The Claims Supervisor manages the operational activities and staff of the Claims Department in accordance with the Company guidelines, client needs, and State and Federal requirements.

Requirements

  • Bachelor’s Degree or equivalent experience
  • 3-5 years of Claims Management experience in the healthcare organization preferred
  • 3-5 years of experience where you were responsible for setting standards and goals that met or exceeded company and client Service Level Agreements (SLA’s).
  • Intermediate Excel knowledge required.
  • Demonstrated experience developing and lading process improvement projects that drove operations efficiencies.
  • An entrepreneurial mindset geared toward creating, executing, and continuously improving health plan operations and implementations.

Responsibilities

  • Oversee and manage daily activities and functions of the Claims Examiners processing claims for services that are capitated with the health plan.
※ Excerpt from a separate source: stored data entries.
use super::*;

/// Tests paginating a user's notifications.
///
/// Expected: Ok with the requested page size and accurate total
#[tokio::test]
async fn returns_requested_page() -> Result<(), DbErr> {
    let test = TestBuilder::new()
        .with_table(entity::prelude::User)
        .with_table(entity::prelude::Notification)
        .build()
        .await
        .unwrap();
    let db = test.db.as_ref().unwrap();

    let user = factory::create_user(db).await?;
    for _ in 0..5 {
        factory::create_notification(db, user.id).await?;
    }

    let repo = NotificationRepository::new(db);
    let (rows, total) = repo.find_by_user_paginated(user.id, false, 0, 2).await?;

    assert_eq!(rows.len(), 2);
    assert_eq!(total, 5);

    Ok(())
}

/// Tests the unread-only filter.
///
/// Expected: Ok with read notifications excluded from rows and total
#[tokio::test]
async fn filters_unread_only() -> Result<(), DbErr> {
    let test = TestBuilder::new()
        .with_table(entity::prelude::User)
        .with_table(entity::prelude::Notification)
        .build()
        .await
        .unwrap();
    let db = test.db.as_ref().unwrap();

    let user = factory::create_user(db).await?;
    factory::create_notification(db, user.id).await?;
    factory::notification::NotificationFactory::new(db, user.id)
        .is_read(true)
        .build()
        .await?;

    let repo = NotificationRepository::new(db);
    let (rows, total) = repo.find_by_user_paginated(user.id, true, 0, 20).await?;

    assert_eq!(rows.len(), 1);
    assert_eq!(total, 1);
    assert!(!rows[0].is_read);

    Ok(())
}

/// Tests that notifications of other users are not included.
///
/// Expected: Ok with only the requested user's notifications
#[tokio::test]
async fn scopes_to_user() -> Result<(), DbErr> {
    let test = TestBuilder::new()
        .with_table(entity::prelude::User)
        .with_table(entity::prelude::Notification)
        .build()
        .await
        .unwrap();
    let db = test.db.as_ref().unwrap();

    let user = factory::create_user(db).await?;
    let other = factory::create_user(db).await?;
    factory::create_notification(db, user.id).await?;
    factory::create_notification(db, other.id).await?;

    let repo = NotificationRepository::new(db);
    let (rows, total) = repo.find_by_user_paginated(user.id, false, 0, 20).await?;

    assert_eq!(total, 1);
    assert_eq!(rows[0].user_id, user.id);

    Ok(())
}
  • Responsible for overseeing the claim department’s daily operations, including but not limited to, running daily/frequent reports to ensure claims are processed timely, accurately, and in compliance with all federal and state healthcare plan laws and regulations.
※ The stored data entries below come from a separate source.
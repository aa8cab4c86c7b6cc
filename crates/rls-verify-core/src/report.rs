// crates/rls-verify-core/src/report.rs
// ============================================================================
// Module: Run Report
// Description: Deterministic run summaries written as JSON and Markdown.
// Purpose: Leave an auditable record of every verdict in a run.
// Dependencies: serde, serde_jcs, time
// ============================================================================

//! ## Overview
//! A [`RunReport`] combines the tracker snapshot with run timing and the
//! roles that were exercised. [`RunReport::write`] emits `summary.json`
//! (canonical JCS serialization) and `summary.md` into a directory.

use std::fmt::Write as _;
use std::fs;
use std::path::Path;

use serde::Serialize;
use time::OffsetDateTime;
use time::format_description::well_known::Rfc3339;

use crate::error::ProbeError;
use crate::harness::RunOutcome;
use crate::role::Role;
use crate::tracker::OutcomeStatus;
use crate::tracker::RunSummary;
use crate::tracker::TestOutcome;

/// File name of the JSON summary.
pub const SUMMARY_JSON: &str = "summary.json";
/// File name of the Markdown summary.
pub const SUMMARY_MD: &str = "summary.md";

// ============================================================================
// SECTION: Report
// ============================================================================

/// Summary of one verification run.
#[derive(Debug, Clone, PartialEq, Eq, Serialize)]
pub struct RunReport {
    /// Run start (RFC 3339).
    pub started_at: String,
    /// Run end (RFC 3339).
    pub ended_at: String,
    /// Wall-clock duration in milliseconds.
    pub duration_ms: u64,
    /// True when no assertion failed and the run was not aborted.
    pub success: bool,
    /// Passed assertions.
    pub passed: u64,
    /// Failed assertions.
    pub failed: u64,
    /// Skipped checks.
    pub skipped: u64,
    /// Roles with a representative user.
    pub roles_tested: Vec<Role>,
    /// Roles without a representative user.
    pub roles_skipped: Vec<Role>,
    /// Formatted failure messages.
    pub failures: Vec<String>,
    /// Fatal error that aborted the run, if any.
    pub aborted: Option<String>,
    /// Every outcome in recording order.
    pub outcomes: Vec<TestOutcome>,
}

impl RunReport {
    /// Builds a report from a tracker snapshot.
    ///
    /// # Errors
    ///
    /// Returns [`ProbeError::Report`] when a timestamp cannot be formatted.
    pub fn new(
        started: OffsetDateTime,
        ended: OffsetDateTime,
        summary: RunSummary,
        outcome: &RunOutcome,
    ) -> Result<Self, ProbeError> {
        let millis = (ended - started).whole_milliseconds().max(0);
        Ok(Self {
            started_at: rfc3339(started)?,
            ended_at: rfc3339(ended)?,
            duration_ms: u64::try_from(millis).unwrap_or(u64::MAX),
            success: summary.is_success(),
            passed: summary.passed,
            failed: summary.failed,
            skipped: summary.skipped,
            roles_tested: outcome.roles_tested.clone(),
            roles_skipped: outcome.roles_skipped.clone(),
            failures: summary.failures,
            aborted: None,
            outcomes: summary.outcomes,
        })
    }

    /// Marks the run as aborted by a fatal error.
    #[must_use]
    pub fn aborted(mut self, reason: impl Into<String>) -> Self {
        self.aborted = Some(reason.into());
        self.success = false;
        self
    }

    /// Writes `summary.json` and `summary.md` into `dir`, creating it.
    ///
    /// # Errors
    ///
    /// Returns [`ProbeError::Report`] when serialization or a write fails.
    pub fn write(&self, dir: &Path) -> Result<(), ProbeError> {
        fs::create_dir_all(dir)
            .map_err(|err| ProbeError::Report(format!("{}: {err}", dir.display())))?;
        let bytes = serde_jcs::to_vec(self).map_err(|err| ProbeError::Report(err.to_string()))?;
        write_file(&dir.join(SUMMARY_JSON), &bytes)?;
        write_file(&dir.join(SUMMARY_MD), self.to_markdown().as_bytes())
    }

    /// Renders the Markdown summary.
    #[must_use]
    pub fn to_markdown(&self) -> String {
        let mut out = String::new();
        out.push_str("# RLS Verification Summary\n\n");
        out.push_str("## Status\n\n");
        let status = if self.success { "passed" } else { "failed" };
        let _ = writeln!(out, "- Result: {status}");
        let _ = writeln!(out, "- Started: {}", self.started_at);
        let _ = writeln!(out, "- Ended: {}", self.ended_at);
        let _ = writeln!(out, "- Duration: {} ms", self.duration_ms);
        let _ = writeln!(
            out,
            "- Assertions: {}/{} passed, {} failed, {} skipped",
            self.passed,
            self.passed.saturating_add(self.failed),
            self.failed,
            self.skipped
        );
        let _ = writeln!(out, "- Roles tested: {}", join_roles(&self.roles_tested));
        let _ = writeln!(out, "- Roles skipped: {}", join_roles(&self.roles_skipped));
        if let Some(reason) = &self.aborted {
            let _ = writeln!(out, "- Aborted: {reason}");
        }

        out.push_str("\n## Failures\n\n");
        if self.failures.is_empty() {
            out.push_str("None.\n");
        }
        for failure in &self.failures {
            let _ = writeln!(out, "- `{failure}`");
        }

        out.push_str("\n## Outcomes\n\n");
        out.push_str("| Role | Suite | Status | Check |\n|---|---|---|---|\n");
        for outcome in &self.outcomes {
            let role = outcome.role.map_or("-", Role::as_str);
            let suite = outcome.suite.as_deref().unwrap_or("-");
            let status = match outcome.status {
                OutcomeStatus::Pass => "pass",
                OutcomeStatus::Fail => "FAIL",
                OutcomeStatus::Skip => "skip",
            };
            let name = escape_cell(&outcome.name);
            let _ = writeln!(out, "| {role} | {suite} | {status} | {name} |");
        }
        out
    }
}

// ============================================================================
// SECTION: Helpers
// ============================================================================

/// Formats a timestamp as RFC 3339.
fn rfc3339(value: OffsetDateTime) -> Result<String, ProbeError> {
    value.format(&Rfc3339).map_err(|err| ProbeError::Report(err.to_string()))
}

/// Writes one artifact.
fn write_file(path: &Path, bytes: &[u8]) -> Result<(), ProbeError> {
    fs::write(path, bytes).map_err(|err| ProbeError::Report(format!("{}: {err}", path.display())))
}

/// Joins role labels, or `none`.
fn join_roles(roles: &[Role]) -> String {
    if roles.is_empty() {
        return "none".to_string();
    }
    roles.iter().map(|role| role.as_str()).collect::<Vec<_>>().join(", ")
}

/// Escapes pipes so a check name stays in one table cell.
fn escape_cell(text: &str) -> String {
    text.replace('|', "\\|")
}

// ============================================================================
// SECTION: Tests
// ============================================================================
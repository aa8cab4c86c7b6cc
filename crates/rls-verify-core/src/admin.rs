// crates/rls-verify-core/src/admin.rs
// ============================================================================
// Module: Admin/Service Accessor
// Description: Service-key REST access that bypasses row-level security.
// Purpose: Discovery, setup, and compensating cleanup; never assertions.
// Dependencies: reqwest, serde_json
// ============================================================================

//! ## Overview
//! [`AdminClient`] uses the service key as both `apikey` and bearer token.
//! Reads fail fast on any non-2xx status because discovery cannot proceed
//! against a misconfigured environment. Writes return the raw response so
//! compensation can be reported without aborting the run.

use reqwest::Method;
use serde_json::Value;

use crate::error::ProbeError;
use crate::query::Filters;
use crate::query::QueryOp;
use crate::query::build_query;
use crate::response::RestResponse;
use crate::response::Row;
use crate::transport::Credentials;
use crate::transport::Endpoint;
use crate::transport::HttpTransport;

// ============================================================================
// SECTION: Client
// ============================================================================

/// Privileged REST accessor.
#[derive(Debug, Clone)]
pub struct AdminClient {
    /// Shared HTTP transport.
    transport: HttpTransport,
    /// Service key credentials.
    credentials: Credentials,
}

impl AdminClient {
    /// Creates the accessor for `endpoint`.
    ///
    /// # Errors
    ///
    /// Returns [`ProbeError::Transport`] when the HTTP client cannot be built.
    pub fn new(endpoint: &Endpoint) -> Result<Self, ProbeError> {
        Ok(Self {
            transport: HttpTransport::new(endpoint)?,
            credentials: Credentials {
                api_key: endpoint.service_key.clone(),
                bearer: endpoint.service_key.clone(),
            },
        })
    }

    /// Reads up to `limit` rows (all rows when `None`) of `resource`.
    ///
    /// # Errors
    ///
    /// Returns [`ProbeError::Status`] on a non-2xx status and
    /// [`ProbeError::Decode`] when the body is not a row array.
    pub fn query(
        &self,
        resource: &str,
        columns: &str,
        limit: Option<usize>,
    ) -> Result<Vec<Row>, ProbeError> {
        let op = QueryOp::Select {
            columns: columns.to_string(),
            limit,
        };
        self.read(resource, &op, &Filters::new())
    }

    /// Reads the rows of `resource` matching `filters`.
    ///
    /// # Errors
    ///
    /// Returns [`ProbeError::Status`] on a non-2xx status and
    /// [`ProbeError::Decode`] when the body is not a row array.
    pub fn query_filtered(
        &self,
        resource: &str,
        columns: &str,
        filters: &Filters,
    ) -> Result<Vec<Row>, ProbeError> {
        self.read(resource, &QueryOp::select(columns), filters)
    }

    /// Applies a privileged partial update, typically to restore probed state.
    ///
    /// # Errors
    ///
    /// Returns [`ProbeError`] on transport failure or when `filters` is empty.
    pub fn update(
        &self,
        resource: &str,
        fields: &Value,
        filters: &Filters,
    ) -> Result<RestResponse, ProbeError> {
        let query = build_query(&QueryOp::Update, filters)?;
        let url = self.transport.url(&["rest", "v1", resource], &query)?;
        self.transport.send(resource, Method::PATCH, url, &self.credentials, true, Some(fields))
    }

    /// Deletes rows created by a probe.
    ///
    /// # Errors
    ///
    /// Returns [`ProbeError`] on transport failure or when `filters` is empty.
    pub fn delete(&self, resource: &str, filters: &Filters) -> Result<RestResponse, ProbeError> {
        let query = build_query(&QueryOp::Delete, filters)?;
        let url = self.transport.url(&["rest", "v1", resource], &query)?;
        self.transport.send(resource, Method::DELETE, url, &self.credentials, false, None)
    }

    /// Issues a read and decodes rows, failing on non-2xx.
    fn read(
        &self,
        resource: &str,
        op: &QueryOp,
        filters: &Filters,
    ) -> Result<Vec<Row>, ProbeError> {
        let query = build_query(op, filters)?;
        let url = self.transport.url(&["rest", "v1", resource], &query)?;
        let response =
            self.transport.send(resource, Method::GET, url, &self.credentials, false, None)?;
        if !response.is_success() {
            return Err(ProbeError::Status {
                target: resource.to_string(),
                status: response.status,
                body: response.snippet(),
            });
        }
        response.rows(resource)
    }
}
  • Develop, implement, and update Claims Policies and Procedures to ensure compliance with CMS, Medicaid, HIPPA regulations, and health plan requirements.
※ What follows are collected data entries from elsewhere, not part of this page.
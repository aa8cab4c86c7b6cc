// crates/rls-verify-core/src/discovery.rs
// ============================================================================
// Module: Data Discovery
// Description: Privileged load of the reference data every suite relies on.
// Purpose: Pick acting users, memberships, and cross-tenant targets up front.
// Dependencies: serde, serde_json
// ============================================================================

//! ## Overview
//! Discovery runs once per run through the [`AdminClient`], so row-level
//! security never hides reference data. Users, groups, and memberships load
//! in full; entity tables load as bounded samples that only need to contain
//! one cross-group row. Any failure aborts the run because no assertion is
//! meaningful without the fixture.

use std::collections::BTreeMap;
use std::collections::BTreeSet;

use serde::Deserialize;
use serde::de::DeserializeOwned;
use serde_json::Value;

use crate::admin::AdminClient;
use crate::error::ProbeError;
use crate::events::ProgressEvent;
use crate::events::ProgressSink;
use crate::response::Row;
use crate::role::Role;

// ============================================================================
// SECTION: Limits
// ============================================================================

/// Rows sampled from `rocks`.
pub const ROCK_SAMPLE_LIMIT: usize = 10;
/// Rows sampled from `issues`, `meetings`, `quarters`, and `rock_ideas`.
pub const SAMPLE_LIMIT: usize = 5;

/// Projection for `group_members`.
const MEMBERSHIP_COLUMNS: &str = "id,group_id,user_id,role_in_group";
/// Projection for `rocks`.
const ROCK_COLUMNS: &str = "id,title,group_id,owner_id";
/// Projection for `issues`.
const ISSUE_COLUMNS: &str = "id,description,group_id,raised_by";
/// Projection for `rock_ideas`.
const IDEA_COLUMNS: &str = "id,description,group_id";

// ============================================================================
// SECTION: Records
// ============================================================================

/// User profile with its application role.
#[derive(Debug, Clone, PartialEq, Eq, Deserialize)]
pub struct Profile {
    /// User id.
    pub id: String,
    /// Sign-in email.
    pub email: String,
    /// Display name, restored after name-update probes.
    #[serde(default)]
    pub full_name: Option<String>,
    /// Raw role label; unknown labels are kept but never selected.
    pub role: String,
}

/// Tenant group.
#[derive(Debug, Clone, PartialEq, Eq, Deserialize)]
pub struct Group {
    /// Group id.
    pub id: String,
    /// Group name.
    #[serde(default)]
    pub name: Option<String>,
}

/// Group membership.
#[derive(Debug, Clone, PartialEq, Eq, Deserialize)]
pub struct Membership {
    /// Membership id.
    pub id: String,
    /// Group id.
    pub group_id: String,
    /// Member user id.
    pub user_id: String,
    /// Role within the group.
    #[serde(default)]
    pub role_in_group: Option<String>,
}

/// Sampled rock.
#[derive(Debug, Clone, PartialEq, Eq, Deserialize)]
pub struct RockSample {
    /// Rock id.
    pub id: String,
    /// Rock title.
    #[serde(default)]
    pub title: Option<String>,
    /// Owning group.
    pub group_id: String,
    /// Owning user.
    #[serde(default)]
    pub owner_id: Option<String>,
}

/// Sampled issue.
#[derive(Debug, Clone, PartialEq, Eq, Deserialize)]
pub struct IssueSample {
    /// Issue id.
    pub id: String,
    /// Issue text.
    #[serde(default)]
    pub description: Option<String>,
    /// Owning group.
    pub group_id: String,
    /// Reporting user.
    #[serde(default)]
    pub raised_by: Option<String>,
}

/// Sampled meeting.
#[derive(Debug, Clone, PartialEq, Eq, Deserialize)]
pub struct MeetingSample {
    /// Meeting id.
    pub id: String,
    /// Meeting date.
    #[serde(default)]
    pub meeting_date: Option<String>,
    /// Owning group.
    pub group_id: String,
}

/// Sampled quarter (global, not group-scoped).
#[derive(Debug, Clone, PartialEq, Eq, Deserialize)]
pub struct QuarterSample {
    /// Quarter id.
    pub id: String,
    /// Quarter label.
    #[serde(default)]
    pub label: Option<String>,
    /// Whether this is the current quarter.
    #[serde(default)]
    pub is_current: Option<bool>,
}

/// Sampled rock idea.
#[derive(Debug, Clone, PartialEq, Eq, Deserialize)]
pub struct RockIdeaSample {
    /// Idea id.
    pub id: String,
    /// Idea text.
    #[serde(default)]
    pub description: Option<String>,
    /// Owning group.
    pub group_id: String,
}

// ============================================================================
// SECTION: Fixture
// ============================================================================

/// Reference data for one run.
#[derive(Debug, Clone, Default, PartialEq, Eq)]
pub struct Fixture {
    /// Every profile, in server order.
    pub profiles: Vec<Profile>,
    /// Every group, in server order.
    pub groups: Vec<Group>,
    /// Every membership.
    pub memberships: Vec<Membership>,
    /// Rock sample.
    pub rocks: Vec<RockSample>,
    /// Issue sample.
    pub issues: Vec<IssueSample>,
    /// Meeting sample.
    pub meetings: Vec<MeetingSample>,
    /// Quarter sample.
    pub quarters: Vec<QuarterSample>,
    /// Rock idea sample.
    pub rock_ideas: Vec<RockIdeaSample>,
    /// Group ids per user id, in membership order.
    pub user_groups: BTreeMap<String, Vec<String>>,
}

impl Fixture {
    /// Builds the user-to-groups map from the loaded memberships.
    #[must_use]
    pub fn index_memberships(mut self) -> Self {
        let mut user_groups: BTreeMap<String, Vec<String>> = BTreeMap::new();
        for membership in &self.memberships {
            user_groups
                .entry(membership.user_id.clone())
                .or_default()
                .push(membership.group_id.clone());
        }
        self.user_groups = user_groups;
        self
    }

    /// Returns the first profile holding `role`.
    #[must_use]
    pub fn find_user_by_role(&self, role: Role) -> Option<&Profile> {
        self.profiles.iter().find(|profile| profile.role == role.as_str())
    }

    /// Returns the group ids `user_id` belongs to (empty when none).
    #[must_use]
    pub fn groups_of(&self, user_id: &str) -> &[String] {
        self.user_groups.get(user_id).map_or(&[], Vec::as_slice)
    }

    /// Returns the group ids of `user_id` as a set.
    #[must_use]
    pub fn group_set(&self, user_id: &str) -> BTreeSet<String> {
        self.groups_of(user_id).iter().cloned().collect()
    }

    /// Returns the first group `user_id` is not a member of.
    #[must_use]
    pub fn group_outside(&self, user_id: &str) -> Option<&Group> {
        let own = self.group_set(user_id);
        self.groups.iter().find(|group| !own.contains(&group.id))
    }

    /// Returns the first profile other than `user_id`.
    #[must_use]
    pub fn other_user(&self, user_id: &str) -> Option<&Profile> {
        self.profiles.iter().find(|profile| profile.id != user_id)
    }

    /// Returns the first sampled quarter.
    #[must_use]
    pub fn first_quarter(&self) -> Option<&QuarterSample> {
        self.quarters.first()
    }

    /// Returns the first sampled rock outside the groups of `user_id`.
    #[must_use]
    pub fn rock_outside(&self, user_id: &str) -> Option<&RockSample> {
        let own = self.group_set(user_id);
        self.rocks.iter().find(|rock| !own.contains(&rock.group_id))
    }

    /// Returns the first sampled rock idea outside the groups of `user_id`.
    #[must_use]
    pub fn idea_outside(&self, user_id: &str) -> Option<&RockIdeaSample> {
        let own = self.group_set(user_id);
        self.rock_ideas.iter().find(|idea| !own.contains(&idea.group_id))
    }
}

// ============================================================================
// SECTION: Discovery
// ============================================================================

/// Loads the fixture through the admin accessor, emitting one event per
/// resource.
///
/// # Errors
///
/// Returns [`ProbeError`] when any privileged read fails or a row does not
/// carry the fields the harness relies on.
pub fn discover(admin: &AdminClient, sink: &dyn ProgressSink) -> Result<Fixture, ProbeError> {
    sink.emit(&ProgressEvent::DiscoveryStarted);
    let fixture = Fixture {
        profiles: load(admin, sink, "profiles", "id,email,full_name,role", None)?,
        groups: load(admin, sink, "groups", "id,name", None)?,
        memberships: load(admin, sink, "group_members", MEMBERSHIP_COLUMNS, None)?,
        rocks: load(admin, sink, "rocks", ROCK_COLUMNS, Some(ROCK_SAMPLE_LIMIT))?,
        issues: load(admin, sink, "issues", ISSUE_COLUMNS, Some(SAMPLE_LIMIT))?,
        meetings: load(admin, sink, "meetings", "id,meeting_date,group_id", Some(SAMPLE_LIMIT))?,
        quarters: load(admin, sink, "quarters", "id,label,is_current", Some(SAMPLE_LIMIT))?,
        rock_ideas: load(admin, sink, "rock_ideas", IDEA_COLUMNS, Some(SAMPLE_LIMIT))?,
        user_groups: BTreeMap::new(),
    };
    Ok(fixture.index_memberships())
}

/// Reads and decodes one resource.
fn load<T: DeserializeOwned>(
    admin: &AdminClient,
    sink: &dyn ProgressSink,
    resource: &str,
    columns: &str,
    limit: Option<usize>,
) -> Result<Vec<T>, ProbeError> {
    let rows = admin.query(resource, columns, limit)?;
    let records = decode_rows(resource, rows)?;
    sink.emit(&ProgressEvent::Discovered {
        resource: resource.to_string(),
        count: records.len(),
        sample: limit.is_some(),
    });
    Ok(records)
}

/// Decodes open rows into typed records.
///
/// # Errors
///
/// Returns [`ProbeError::Decode`] naming the resource when a row is missing a
/// required field or carries one of the wrong type.
pub fn decode_rows<T: DeserializeOwned>(
    resource: &str,
    rows: Vec<Row>,
) -> Result<Vec<T>, ProbeError> {
    rows.into_iter()
        .map(|row| {
            serde_json::from_value(Value::Object(row)).map_err(|err| ProbeError::Decode {
                target: resource.to_string(),
                message: err.to_string(),
            })
        })
        .collect()
}

// ============================================================================
// SECTION: Tests
// ============================================================================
  • Report overpayments, underpayments, and other irregularities.
  • Manage and close out claims open tickets and provider claims disputes.
  • Ensure optimal handling of all claims, investigate claims issues, and provide claims training for all business units.
  • Work together with Provider Servicing and participate in provider education, as necessary.
  • Maintain a fully comprehensive understanding of the covered benefits, coding, and reimbursement policies and contracts.
  • Act as Subject Matter Expert in issues related to claims processing, payment dispute resolution, cost containment, audit processes, and contract interpretation.
  • Actively collaborate with management and staff to ensure that “best practices” are followed and continually seek efficient and innovative processes, technologies, and approaches to optimize the use of resources and enhance operations.
  • Conduct analysis around various claims payment processes to ensure accuracy of system configuration and provider payments.
  • Investigate and resolve problem claims, while focusing on improving errors and problems to prevent future occurrences.
  • Perform and execute various claims process testing requests to ensure desired results are met to support accurate claims payments.
  • Analyze and adjudicate complex claims when examiner is requesting Supervisor review.
  • Adjudicate claims by, including but not limited to, applying medical necessity guidelines, determining coverage and completing eligibility verification, identifying discrepancies and applying all cost containment measures when necessary.
  • Process medical claims by approving or denying documentation, calculating benefits due initiating a payment or denial letter when necessary.
  • Follow any center for Medicare and Medicaid (CMS) changes affecting claims processing.
  • Perform pre-payment audit and payment cycle.
  • Complies with performance standards as set forth by the department head.
  • Follow company policies, procedures, and guidelines to ensure legal compliance.
  • Update claims knowledge by participating in educational opportunities, whether system oriented or medical coding/terminology/interpretation.
  • Update and maintain departmental and specialty network standards of operating procedure (SOP).
  • Regularly meet with VP of Operations - to discuss and resolve reimbursement issues or billing obstacles.
  • Performs one on one meeting with the individual staff members.